Manhattan, début 2001. Trois jeunes trentenaires, amis depuis l’université, se retrouvent déchirés entre leurs rêves et les exigences du réel : Marina, apprentie journaliste, écrasée par son père Murray, qui règne en maître sur l’intelligentsia new-yorkaise ; Danielle, en quête de l’âme sœur et de reconnaissance professionnelle ; Julius, pigiste gay et sans le sou, n’aspirant qu’à se ranger sans pouvoir s’y résoudre. Leurs rapports se compliquent dangereusement avec l’arrivée du séduisant Ludovic et surtout avec celle de Bootie, vingt ans, idéaliste et provincial, dont l’éducation reste à faire. Cette double irruption déclenche une série de rapports de force et de chassés-croisés sentimentaux, un jeu de séduction et de faux-semblants à l’issue duquel les masques vont tomber. Et Murray, » l’empereur « , entraînera dans sa chute tous ces grands enfants, dans une comédie de l’innocence perdue qui culminera un certain 11 septembre. Par son jeu virtuose sur les points de vue, son habileté à relier chaque trajectoire individuelle à la trame de l’Histoire, Claire Messud nous offre un portrait aussi féroce que réjouissant d’une métropole narcissique, et recrée toute une époque, si proche et déjà si lointaine.
Mon avis :
Etrange impression. C’est en effet une étrange impression que m’a laissé la lecture de ce livre signé Claire Messud, mêlée d’ennui et d’envie d’aller au bout, de savoir ce qu’il adviendrait de nos héros après le 11 septembre.
Je dois avouer que j’ai choisi de lire ce livre pour son époque et son cadre, séduite par l’idée que l’auteur plante son décor peu de temps avant la chute des tours et nous fasse vivre cet évènement en quasi direct. L’histoire de trentenaires un peu paumés me plaisait aussi, les histoires sentimentales et professionnelles paraissant aux premiers abords des plus sympathiques.
La lecture de ce roman n’a cependant pas répondu à mes attentes. D’une part, l’histoire souffre de certaines longueurs qui ralentissent inutilement son déroulement. J’ai toujours l’impression dans ce genre de cas, que l’auteur est payé au mot plus qu’à la qualité de l’écriture. Si celle-ci est bien présente, rien ne justifie cependant les 594 pages de mon édition bibliothèque. D’autre part, j’ai eu énormément de difficultés à m’attacher aux personnages principaux.

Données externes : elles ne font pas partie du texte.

//! Automation definitions
//!
//! This crate turns JSON or YAML automation documents into immutable
//! [`Action`] and provider graphs:
//!
//! - [`AutomationConfig`] / [`ActionConfig`] - serde model of a document
//! - [`ProviderBuilder`] - single-key provider objects and literals
//! - [`ActionRegistry`] - type discriminator to constructor mapping
//! - [`ActionBuilder`] - compiles configuration, validating aliases
//!
//! # Example
//!
//! ```ignore
//! use ae_config::{load_automation, ActionBuilder, ActionRegistry};
//!
//! let config = load_automation("quote.yaml")?;
//! let automation = ActionBuilder::new(ActionRegistry::default()).build_automation(&config)?;
//! ```
//!
//! [`Action`]: ae_action::Action

mod builder;
mod error;
mod loader;
mod model;
mod provider;
mod registry;

pub use builder::ActionBuilder;
pub use error::{ConfigError, ConfigResult};
pub use loader::{load_automation, load_value, parse_automation, Format};
pub use model::{ActionConfig, AutomationConfig, ErrorConditionConfig};
pub use provider::{provider_names, ProviderBuilder};
pub use registry::{ActionFactory, ActionRegistry};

Si dans un premier temps, celui de Danielle, jeune productrice célibataire, en quête d’amour et de reconnaissance peut remplir le rôle d’élément d’identification, ses questionnements et ses choix l’en éloignent plus tard. Les personnages se caractérisent par un narcissisme assez troublant et finalement plus qu’agaçant. Ils ne cessent, tout au long de l’histoire, de se remettre en question, de s’épancher sur leurs problèmes tout en évoluant dans un univers doré. Certes le propos de l’auteur tend à démontrer que le 11 septembre fait figure de cataclysme remettant en cause l’ordre établi et obligeant les new-yorkais à « redescendre sur Terre », mais il arrive bien trop tard pour véritablement passionner le lecteur. En outre, toujours s’agissant des personnages, l’éventail des protagonistes paraît inégal. Si la personnalité de certains ne manque pas de subtilité (le personnage de Murray par exemple se révèle tout en complexité tout comme celui de son épouse, Annabel, plus secondaire et moins décrit), ce trait n’est toutefois pas systématique, l’auteur faisant appel à des clichés désespérants (Julius, le jeune gay qui cherche l’amour à long terme mais ne peut s’empêcher de rêver à la débauche ou encore Marina, fille de Murray, pauvre petite fille riche cherchant tour à tour à user de l’aura de son père et de s’en défaire).
Au final, Les enfants de l’empereur est un livre bien écrit, plaisant tout au long de la lecture mais qui a terme, laisse un sentiment d’inaboutissement, comme si l’auteur n’avait pu aller au bout de son propos et s’était laissée happer par la valse des sentiments de ses personnages.